3.2 超声诊断NMLE病变 超声主要依靠病灶内部回声、整体形态、周边是否侵及来判断病灶的性质;高频超声的局限性在于小的恶性肿瘤后方回声衰减显示率低[19,20]。NMLE的病变在超声上主要表现为片状的低回声或中等回声,伴或不伴钙化,灰阶差别不显著,不易被超声检测;对病灶性质的判断很大程度上依赖多普勒检测的血流信号和呈现为强回声的微钙化灶。然而,肿瘤内部血流信号检出率低,同时肿块内部微小钙化灶极少或微小钙化,导致诊断敏感度降低[21]。超声表现出的钙化与病例上的钙化相符率不高[22]。本研究分析超声测量的病灶大小发现,超声测量的低回声部分仅仅是MRI和病理病灶上的一部分,而非全部病灶,这些低回声来自肿瘤组织相对集中的区域,在MRI上有时表现为簇集样强化,甚至轻微占位效应。随着超声技术不断发展,超声增强造影、超声弹性成像等均有望突破组织回声的差别,提高显示病灶的效能[23]。

3.3 钼靶诊断NMLE病变 钼靶检测NMLE病灶显示为结构不对称、不规则的高密度、结构紊乱和钙化,但是在致密型乳腺中,结构不对称、不规则的高密度和结构紊乱显示效果较差,鉴别困难[13-17]。本研究中钼靶的诊断敏感度较低(41.2%),主要原因是致密型腺体较多(77.5%),这是与其他文献比较差异的来源。多数阳性预测都是因为钙化,但是发生在位于乳腺内或乳腺高位、深位的致密型病灶,以及在重度乳腺增生基础上并发的病灶,可以因增生而掩盖病灶,另外受操作及阅片水平等因素的影响,钼靶诊断阳性率不尽相同[3];特别是非肿块性病灶较松散,致使诊断阳性率进一步降低。

3.4 MRI诊断NMLE病变 本研究中MRI的诊断指标包括病灶的形态学特征、动态增强曲线和DWI-ADC值,形态学特征以血供为基础[4]。

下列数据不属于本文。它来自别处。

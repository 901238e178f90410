//! Routing of instructions from registered sources to registered targets.
//!
//! Registration happens once, during wiring, before any instruction is
//! processed; processing itself is thread-safe. At least one source and
//! one target must be registered for anything to flow.

use crate::instruction::{ErasedEnvelope, InstructionFamily};
use crate::set::{route, ErasedSet, InstructionSet, InstructionTarget};
use parking_lot::RwLock;
use std::collections::HashMap;
use std::sync::Arc;
use vigil_core::{AccessLevel, InstructionSetKind, Result, SecurityError, SourceId};

/// Callback installed into a source; invoked once per outgoing
/// instruction.
pub type InstructionRelay = Arc<dyn Fn(Box<dyn ErasedEnvelope>) + Send + Sync>;

/// A component that emits instructions.
pub trait InstructionSource {
    /// Set kinds the source intends to emit into.
    fn required_instruction_sets(&self) -> Vec<InstructionSetKind>;

    /// Installs the dispatcher's relay; returning `false` aborts the
    /// registration.
    fn attach_instruction_relay(&self, relay: InstructionRelay) -> bool;
}

#[derive(Default)]
struct DispatcherState {
    targets: HashMap<InstructionSetKind, Arc<dyn ErasedSet>>,
    sources: HashMap<SourceId, Vec<InstructionSetKind>>,
    last_source_id: u64,
}

/// Routes validated instructions between sources and targets.
pub struct InstructionDispatcher {
    expected_sets: Vec<InstructionSetKind>,
    state: RwLock<DispatcherState>,
}

impl InstructionDispatcher {
    /// Creates a dispatcher accepting the listed set kinds.
    pub fn new(expected_sets: Vec<InstructionSetKind>) -> Arc<Self> {
        Arc::new(Self {
            expected_sets,
            state: RwLock::new(DispatcherState::default()),
        })
    }

    /// Registers a target for family `F`.
    ///
    /// The dispatcher creates the family's [`InstructionSet`] and hands
    /// it to the target for handler binding. At most one target per set.
    pub fn register_target<F, T>(&self, target: &T) -> Result<()>
    where
        F: InstructionFamily,
        T: InstructionTarget<F>,
    {
        if !self.expected_sets.contains(&F::SET) {
            return Err(SecurityError::InvalidArgument(format!(
                "set [{}] is not expected by this dispatcher",
                F::SET
            )));
        }

        let mut state = self.state.write();
        if state.targets.contains_key(&F::SET) {
            return Err(SecurityError::InvalidArgument(format!(
                "a target for set [{}] is already registered",
                F::SET
            )));
        }

        let mut set = InstructionSet::<F>::new();
        if !target.register_instruction_set(&mut set) {
            return Err(SecurityError::InvalidArgument(format!(
                "target refused the instruction set for [{}]",
                F::SET
            )));
        }

        tracing::debug!(set = %F::SET, handlers = set.bound_handlers(), "instruction target registered");
        state.targets.insert(F::SET, Arc::new(set));
        Ok(())
    }

    /// Registers a source and installs the relay it will emit through.
    pub fn register_source(
        self: &Arc<Self>,
        source: &dyn InstructionSource,
    ) -> Result<SourceId> {
        let required = source.required_instruction_sets();
        if required.is_empty() {
            return Err(SecurityError::InvalidArgument(
                "source declared no instruction sets".into(),
            ));
        }
        for set in &required {
            if !self.expected_sets.contains(set) {
                return Err(SecurityError::InvalidArgument(format!(
                    "source requires unexpected set [{set}]"
                )));
            }
        }

        let source_id = {
            let mut state = self.state.write();
            state.last_source_id += 1;
            let source_id = SourceId::new(state.last_source_id);
            state.sources.insert(source_id, required);
            source_id
        };

        let dispatcher = Arc::clone(self);
        let relay: InstructionRelay = Arc::new(move |envelope| {
            dispatcher.process(source_id, envelope);
        });

        if !source.attach_instruction_relay(relay) {
            self.state.write().sources.remove(&source_id);
            return Err(SecurityError::InvalidArgument(
                "source refused the instruction relay".into(),
            ));
        }

        tracing::debug!(source = %source_id, "instruction source registered");
        Ok(source_id)
    }

    /// Routes one instruction from `source` to the target of its set.
    ///
    /// Authorization is not checked here; the caller obtained the token
    /// from the security core and the target verifies it.
    pub fn process(&self, source: SourceId, envelope: Box<dyn ErasedEnvelope>) {
        if !envelope.is_valid() {
            tracing::debug!(source = %source, "instruction failed its self-check");
            envelope.reject(SecurityError::InvalidArgument(
                "instruction failed validation".into(),
            ));
            return;
        }

        let set_kind = envelope.set_kind();
        let state = self.state.read();

        let Some(allowed) = state.sources.get(&source) else {
            tracing::error!(source = %source, "instruction from unknown source");
            envelope.reject(SecurityError::LogicError(format!(
                "source [{source}] is not registered"
            )));
            return;
        };

        if !allowed.contains(&set_kind) {
            tracing::error!(source = %source, set = %set_kind, "set not allowed for source");
            envelope.reject(SecurityError::LogicError(format!(
                "set [{set_kind}] is not allowed for source [{source}]"
            )));
            return;
        }

        let Some(target) = state.targets.get(&set_kind) else {
            envelope.reject(SecurityError::LogicError(format!(
                "no target registered for set [{set_kind}]"
            )));
            return;
        };

        let target = Arc::clone(target);
        drop(state);

        tracing::trace!(source = %source, set = %set_kind, "instruction dispatched");
        route(target.as_ref(), envelope);
    }

    /// Minimum access level required by a set, if the set is registered.
    ///
    /// Read-only once wiring is complete.
    pub fn minimum_access_level(&self, set: InstructionSetKind) -> Option<AccessLevel> {
        self.state
            .read()
            .targets
            .get(&set)
            .map(|target| target.minimum_access_level())
    }
}
//! End-to-end instruction flow: source → dispatcher → session manager,
//! with one-shot authorization tokens redeemed by the target.

mod common;

use assert_matches::assert_matches;
use common::{put_alice, wire, Env, ALICE, PASSWORD};
use parking_lot::Mutex;
use vigil_core::{
    AuthorizationToken, ComponentKind, InstructionSetKind, SecurityError, SessionId, SessionKind,
};
use vigil_instructions::{Envelope, ErasedEnvelope, InstructionRelay, InstructionSource};
use vigil_security::{AuthorizationRequest, SecurityConfig};
use vigil_sessions::{
    GetSessionsConstraint, SessionConfig, SessionInstruction, SessionInstructionOutput,
};

/// A source that forwards whatever the test emits.
#[derive(Default)]
struct TestSource {
    relay: Mutex<Option<InstructionRelay>>,
}

impl TestSource {
    fn emit(&self, envelope: Box<dyn ErasedEnvelope>) {
        let relay = self.relay.lock();
        relay.as_ref().expect("relay not installed")(envelope);
    }
}

impl InstructionSource for TestSource {
    fn required_instruction_sets(&self) -> Vec<InstructionSetKind> {
        vec![InstructionSetKind::SessionManager]
    }

    fn attach_instruction_relay(&self, relay: InstructionRelay) -> bool {
        *self.relay.lock() = Some(relay);
        true
    }
}

async fn authorized_token(env: &Env) -> AuthorizationToken {
    let request = AuthorizationRequest::new(
        ALICE,
        &env.sessions,
        ComponentKind::SessionManager,
        InstructionSetKind::SessionManager,
    );
    env.security.post_authorization(request).await.unwrap()
}

async fn open_admin_session(env: &Env) -> SessionId {
    env.sessions
        .open_user_session("alice", PASSWORD, SessionKind::Command, false)
        .await
        .unwrap()
}

#[tokio::test]
async fn authorized_instructions_execute_once() {
    let env = wire(SecurityConfig::with_defaults(), SessionConfig::default());
    put_alice(&env);
    let source = TestSource::default();
    env.dispatcher.register_source(&source).unwrap();

    let session = open_admin_session(&env).await;
    let token = authorized_token(&env).await;

    let (envelope, pending) =
        Envelope::new(SessionInstruction::GetSession { session }, Some(token.clone()));
    source.emit(Box::new(envelope));
    let output = pending.await.unwrap();
    assert_matches!(
        output,
        SessionInstructionOutput::Session(Some(record)) if record.id == session
    );

    // The same capability cannot authorize a second instruction.
    let (envelope, pending) =
        Envelope::new(SessionInstruction::GetSession { session }, Some(token));
    source.emit(Box::new(envelope));
    assert_matches!(
        pending.await,
        Err(SecurityError::InvalidAuthorizationToken(_))
    );
}

#[tokio::test]
async fn instructions_without_tokens_are_rejected() {
    let env = wire(SecurityConfig::with_defaults(), SessionConfig::default());
    put_alice(&env);
    let source = TestSource::default();
    env.dispatcher.register_source(&source).unwrap();

    let session = open_admin_session(&env).await;
    let (envelope, pending) = Envelope::new(SessionInstruction::GetSession { session }, None);
    source.emit(Box::new(envelope));
    assert_matches!(
        pending.await,
        Err(SecurityError::InvalidAuthorizationToken(_))
    );
}

#[tokio::test]
async fn constraint_queries_cover_the_indexes() {
    let env = wire(SecurityConfig::with_defaults(), SessionConfig::default());
    put_alice(&env);
    let source = TestSource::default();
    env.dispatcher.register_source(&source).unwrap();

    let first = open_admin_session(&env).await;
    let second = open_admin_session(&env).await;

    for (constraint, expected) in [
        (GetSessionsConstraint::All, 2usize),
        (GetSessionsConstraint::AllUserSessions, 2),
        (GetSessionsConstraint::AllDeviceSessions, 0),
        (GetSessionsConstraint::ForUser(ALICE), 2),
    ] {
        let token = authorized_token(&env).await;
        let (envelope, pending) = Envelope::new(
            SessionInstruction::GetSessionsByConstraint { constraint },
            Some(token),
        );
        source.emit(Box::new(envelope));
        let output = pending.await.unwrap();
        let SessionInstructionOutput::Sessions(records) = output else {
            panic!("unexpected output variant");
        };
        assert_eq!(records.len(), expected, "constraint {constraint:?}");
    }

    let _ = (first, second);
}

#[tokio::test]
async fn forced_expiration_fires_the_event() {
    let env = wire(SecurityConfig::with_defaults(), SessionConfig::default());
    put_alice(&env);
    let source = TestSource::default();
    env.dispatcher.register_source(&source).unwrap();

    let session = open_admin_session(&env).await;
    let mut expired = env.sessions.expired_sessions();

    let token = authorized_token(&env).await;
    let (envelope, pending) = Envelope::new(
        SessionInstruction::ForceSessionExpiration { session },
        Some(token),
    );
    source.emit(Box::new(envelope));
    assert_matches!(pending.await.unwrap(), SessionInstructionOutput::Done(true));
    assert_eq!(expired.recv().await.unwrap(), session);

    // Unknown sessions are caller errors, and the token is still spent.
    let token = authorized_token(&env).await;
    let (envelope, pending) = Envelope::new(
        SessionInstruction::ForceSessionExpiration {
            session: SessionId::new(999),
        },
        Some(token),
    );
    source.emit(Box::new(envelope));
    assert_matches!(pending.await, Err(SecurityError::InvalidArgument(_)));
}

#[tokio::test]
async fn forced_reauthentication_flags_the_session() {
    let env = wire(SecurityConfig::with_defaults(), SessionConfig::default());
    put_alice(&env);
    let source = TestSource::default();
    env.dispatcher.register_source(&source).unwrap();

    let session = open_admin_session(&env).await;
    let mut reauth = env.sessions.reauthentications_required();

    let token = authorized_token(&env).await;
    let (envelope, pending) = Envelope::new(
        SessionInstruction::ForceSessionReauthentication { session },
        Some(token),
    );
    source.emit(Box::new(envelope));
    assert_matches!(pending.await.unwrap(), SessionInstructionOutput::Done(true));
    assert_eq!(reauth.recv().await.unwrap(), session);

    // The flag is genuinely set: re-authentication is now legal.
    env.sessions
        .reauthenticate_user_session(session, "alice", PASSWORD)
        .await
        .unwrap();
}

#[tokio::test]
async fn debug_state_reports_the_manager_shape() {
    let env = wire(SecurityConfig::with_defaults(), SessionConfig::default());
    put_alice(&env);
    let source = TestSource::default();
    env.dispatcher.register_source(&source).unwrap();

    let _session = open_admin_session(&env).await;
    let token = authorized_token(&env).await;
    let (envelope, pending) = Envelope::new(SessionInstruction::DebugGetState, Some(token));
    source.emit(Box::new(envelope));

    let SessionInstructionOutput::State(state) = pending.await.unwrap() else {
        panic!("unexpected output variant");
    };
    assert_eq!(state["active_sessions"], 1);
    assert_eq!(state["last_session_id"], 1);
    assert_eq!(state["pending_authorization_tokens"], 0);
}

#[tokio::test]
async fn extra_sweeps_can_be_forced() {
    let env = wire(SecurityConfig::with_defaults(), SessionConfig::default());
    put_alice(&env);
    let source = TestSource::default();
    env.dispatcher.register_source(&source).unwrap();

    let _session = open_admin_session(&env).await;
    let token = authorized_token(&env).await;
    let (envelope, pending) = Envelope::new(
        SessionInstruction::ForceExpirationProcess { delay: 0 },
        Some(token),
    );
    source.emit(Box::new(envelope));
    assert_matches!(pending.await.unwrap(), SessionInstructionOutput::Done(true));
}
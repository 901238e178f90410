//! Access levels and component/set kinds.

use serde::{Deserialize, Serialize};
use std::fmt;

/// Access level attached to a user record.
///
/// Ordering is part of the contract: authorization compares a user's level
/// against the minimum level required by an instruction set.
#[derive(
    Debug, Clone, Copy, PartialEq, Eq, PartialOrd, Ord, Hash, Serialize, Deserialize, Default,
)]
pub enum AccessLevel {
    /// No access; such users never pass authentication.
    #[default]
    None,
    /// Regular user.
    User,
    /// Administrative user.
    Admin,
}

/// Kind of a securable backend component.
///
/// At most one component per kind may be registered with the security
/// manager at any time.
#[derive(Debug, Clone, Copy, PartialEq, Eq, PartialOrd, Ord, Hash, Serialize, Deserialize)]
pub enum ComponentKind {
    /// Persistence layer front-end.
    DatabaseManager,
    /// The security manager itself.
    SecurityManager,
    /// Wire/transport layer.
    NetworkManager,
    /// Data-pool storage layer.
    StorageManager,
    /// Session lifecycle manager.
    SessionManager,
}

impl fmt::Display for ComponentKind {
    fn fmt(&self, f: &mut fmt::Formatter<'_>) -> fmt::Result {
        let name = match self {
            Self::DatabaseManager => "database-manager",
            Self::SecurityManager => "security-manager",
            Self::NetworkManager => "network-manager",
            Self::StorageManager => "storage-manager",
            Self::SessionManager => "session-manager",
        };
        f.write_str(name)
    }
}

/// Namespace of related instructions.
///
/// Access policy is granted per set, not per instruction; a user's
/// authorization rules are a set of these kinds.
#[derive(Debug, Clone, Copy, PartialEq, Eq, PartialOrd, Ord, Hash, Serialize, Deserialize)]
pub enum InstructionSetKind {
    /// Connection/network control instructions.
    ConnectionManager,
    /// Database administration instructions.
    DatabaseManager,
    /// Storage-pool instructions.
    StorageManager,
    /// Session manager instructions.
    SessionManager,
    /// User entity administration instructions.
    UserManager,
    /// Device entity administration instructions.
    DeviceManager,
}

impl fmt::Display for InstructionSetKind {
    fn fmt(&self, f: &mut fmt::Formatter<'_>) -> fmt::Result {
        let name = match self {
            Self::ConnectionManager => "connection-manager",
            Self::DatabaseManager => "database-manager",
            Self::StorageManager => "storage-manager",
            Self::SessionManager => "session-manager",
            Self::UserManager => "user-manager",
            Self::DeviceManager => "device-manager",
        };
        f.write_str(name)
    }
}
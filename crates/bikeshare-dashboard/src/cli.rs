//! Command line arguments

use std::path::PathBuf;

use bikeshare_config::{Config, CONFIG_PATH_ENV};
use chrono::NaiveDate;
use clap::Parser;

/// Generate a static dashboard from the bike sharing datasets
#[derive(Parser, Debug, Default)]
#[command(author, version, about, long_about = None)]
pub struct Cli {
    /// Configuration file path
    #[arg(short, long, env = CONFIG_PATH_ENV)]
    pub config: Option<PathBuf>,

    /// Daily dataset CSV
    #[arg(long)]
    pub day_csv: Option<String>,

    /// Hourly dataset CSV
    #[arg(long)]
    pub hour_csv: Option<String>,

    /// First day of the reporting window (YYYY-MM-DD)
    #[arg(long, value_parser = parse_cli_date)]
    pub start: Option<NaiveDate>,

    /// Last day of the reporting window (YYYY-MM-DD)
    #[arg(long, value_parser = parse_cli_date)]
    pub end: Option<NaiveDate>,

    /// Directory receiving index.html and summary.json
    #[arg(short, long)]
    pub output_dir: Option<String>,

    /// Also write summary.json
    #[arg(long)]
    pub json: bool,

    /// Log level filter, e.g. "debug" or "info,bikeshare_graphs=trace"
    #[arg(short, long)]
    pub log_level: Option<String>,
}

impl Cli {
    /// Apply the arguments given on the command line over `config`
    pub fn apply(&self, config: &mut Config) {
        if let Some(path) = &self.day_csv {
            config.data.day_csv.clone_from(path);
        }
        if let Some(path) = &self.hour_csv {
            config.data.hour_csv.clone_from(path);
        }
        if let Some(start) = self.start {
            config.dashboard.start_date = Some(start);
        }
        if let Some(end) = self.end {
            config.dashboard.end_date = Some(end);
        }
        if let Some(dir) = &self.output_dir {
            config.dashboard.output_dir.clone_from(dir);
        }
        if self.json {
            config.dashboard.write_json = true;
        }
        if let Some(level) = &self.log_level {
            config.logging.level.clone_from(level);
        }
    }
}

fn parse_cli_date(value: &str) -> Result<NaiveDate, String> {
    bikeshare_common::parse_date(value).map_err(|e| e.to_string())
}
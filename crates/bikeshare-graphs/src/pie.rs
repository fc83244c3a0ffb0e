//! Pie chart renderer with percentage labels

use bikeshare_common::Result;
use plotters::element::Pie;
use plotters::prelude::*;
use tracing::debug;

use crate::renderer::{draw_no_data, pick_color, render_to_string};
use crate::{DataPoint, DataSet, GraphConfig, GraphRenderer};

/// Pie chart renderer; slices come from the first dataset
#[derive(Debug, Default, Clone, Copy)]
pub struct PieChartRenderer;

impl PieChartRenderer {
    pub fn new() -> Self {
        Self
    }

    /// Slices with a positive value, paired with their position in the dataset
    fn slices<'a>(&self, datasets: &'a [DataSet]) -> Vec<(usize, &'a DataPoint)> {
        datasets
            .first()
            .map(|d| {
                d.data
                    .iter()
                    .enumerate()
                    .filter(|(_, p)| p.y > 0.0)
                    .collect()
            })
            .unwrap_or_default()
    }
}

impl GraphRenderer for PieChartRenderer {
    fn name(&self) -> &'static str {
        "pie"
    }

    fn render_svg(&self, config: &GraphConfig, datasets: &[DataSet]) -> Result<String> {
        let slices = self.slices(datasets);
        let palette = self.get_colors(&config.style.color_scheme);

        // Colors follow the slice's position so a missing slice keeps the others stable
        let sizes: Vec<f64> = slices.iter().map(|(_, p)| p.y).collect();
        let colors: Vec<RGBColor> = slices.iter().map(|(i, _)| pick_color(&palette, *i)).collect();
        let labels: Vec<String> = slices
            .iter()
            .map(|(i, p)| p.label.clone().unwrap_or_else(|| format!("#{}", i + 1)))
            .collect();

        let svg = render_to_string(config.width, config.height, |root| {
            root.fill(&self.get_background_color(config))?;

            let style = &config.style;
            let area = root.titled(
                &config.title,
                (style.title_font.family.as_str(), style.title_font.size),
            )?;

            if sizes.is_empty() {
                return draw_no_data(&area, config);
            }

            let (width, height) = area.dim_in_pixel();
            #[allow(clippy::cast_possible_wrap)]
            let center = ((width / 2) as i32, (height / 2) as i32);
            let radius = f64::from(width.min(height)) * 0.35;

            let label_color = RGBColor(40, 40, 40);
            let label_font = (
                style.label_font.family.as_str(),
                f64::from(style.label_font.size),
            );
            let mut pie = Pie::new(&center, &radius, &sizes, &colors, &labels);
            pie.start_angle(-90.0);
            pie.label_style(TextStyle::from(label_font).color(&label_color));
            pie.label_offset(radius * 0.15);
            pie.percentages(TextStyle::from(label_font).color(&WHITE));
            area.draw(&pie)?;
            Ok(())
        })?;

        debug!(title = %config.title, slices = sizes.len(), "Rendered pie chart");
        Ok(svg)
    }
}

#[cfg(test)]
mod tests {
    use super::*;
    use crate::GraphType;

    fn shares(values: &[(&str, f64)]) -> DataSet {
        DataSet::new(
            "Rentals",
            values
                .iter()
                .enumerate()
                .map(|(i, (label, y))| DataPoint::labeled(i as f64, *y, *label))
                .collect(),
        )
    }

    #[test]
    fn test_zero_slices_are_skipped() {
        let renderer = PieChartRenderer::new();
        let datasets = [shares(&[("Non-Holiday", 12533.0), ("Holiday", 0.0)])];
        let slices = renderer.slices(&datasets);
        assert_eq!(slices.len(), 1);
        assert_eq!(slices[0].0, 0);
        assert!(renderer.slices(&[]).is_empty());
    }

    #[test]
    fn test_render_pie_with_labels() {
        let config = GraphConfig::new(GraphType::Pie, "Rentals on holidays");
        let svg = PieChartRenderer::new()
            .render_svg(&config, &[shares(&[("Non-Holiday", 12533.0), ("Holiday", 8403.0)])])
            .unwrap();

        assert!(svg.contains("Rentals on holidays"));
        assert!(svg.contains("Non-Holiday"));
        assert!(svg.contains("Holiday"));
        assert!(svg.contains('%'));
    }

    #[test]
    fn test_render_all_zero_is_empty_chart() {
        let config = GraphConfig::new(GraphType::Pie, "Working days");
        let svg = PieChartRenderer::new()
            .render_svg(&config, &[shares(&[("Non-Working Day", 0.0), ("Working Day", 0.0)])])
            .unwrap();
        assert!(svg.contains("No data"));
    }
}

敏感度为88.2%,特异度为62.1%,诊断效能低于多数乳腺MRI研究[1,3,24],这主要是因为本研究以NMLE为研究对象。

NMLE病灶在诊断上与肿块型病变有差异[25]。在形态学方面,小叶节段分布和导管样分布提示恶性的阳性预测值为74.1%(43/58),但浆细胞乳腺炎(乳腺导管扩张症)可以表现为小叶节段分布或导管样分布,是导致形态学上过诊断的原因。Ⅲ型曲线提示恶性的阳性预测值为86.1%(31/36),Ⅱ型曲线对鉴别诊断无明显特异性,恶性病灶占55.6%(15/27)。DWI-ADC值对病灶性质的鉴别阈值是根据笔者自己的数据库通过ROC曲线分析获得的[26],与肿块的DWI-ADC阈值不同,肿块的ADC阈值是1.05×10-3mm2/s,NMLE的ADC阈值是1.35×10-3mm2/s。本研究中,多数良性NMLE病灶因为与正常的乳腺腺体信号一致而无法测量,这些正常腺体的 ADC 值为 1.6×10-3~1.8×10-3mm2/s,即75.9%(22/29)的良性病灶ADC值大于1.35×10-3mm2/s,ADC值低于1.35×10-3mm2/s的7例良性病灶中,4例为乳腺导管扩张症或脓肿,因为ADC值低于1.35×10-3mm2/s而被过诊断[27-29]。

3.5 超声、钼靶和MRI联合诊断NMLE病变 在诊断效能方面,虽然超声和钼靶有一定的互补性,但是两者联合使用并未提高诊断的敏感度和特异度,不能替代MRI。虽然有少量被MRI低估的病灶经超声或钼靶校正,但是三者联合应用并未提高或改善诊断效能。在病灶显示范围上,因为缺乏直接测量数据无法进行比较,但是从获得的超声、钼靶和MRI图像看,三者明显存在不一致。

总之,NMLE类型的病灶易被超声和钼靶漏诊,对于超声或钼靶的可疑病灶,建议行MRI进一步检查。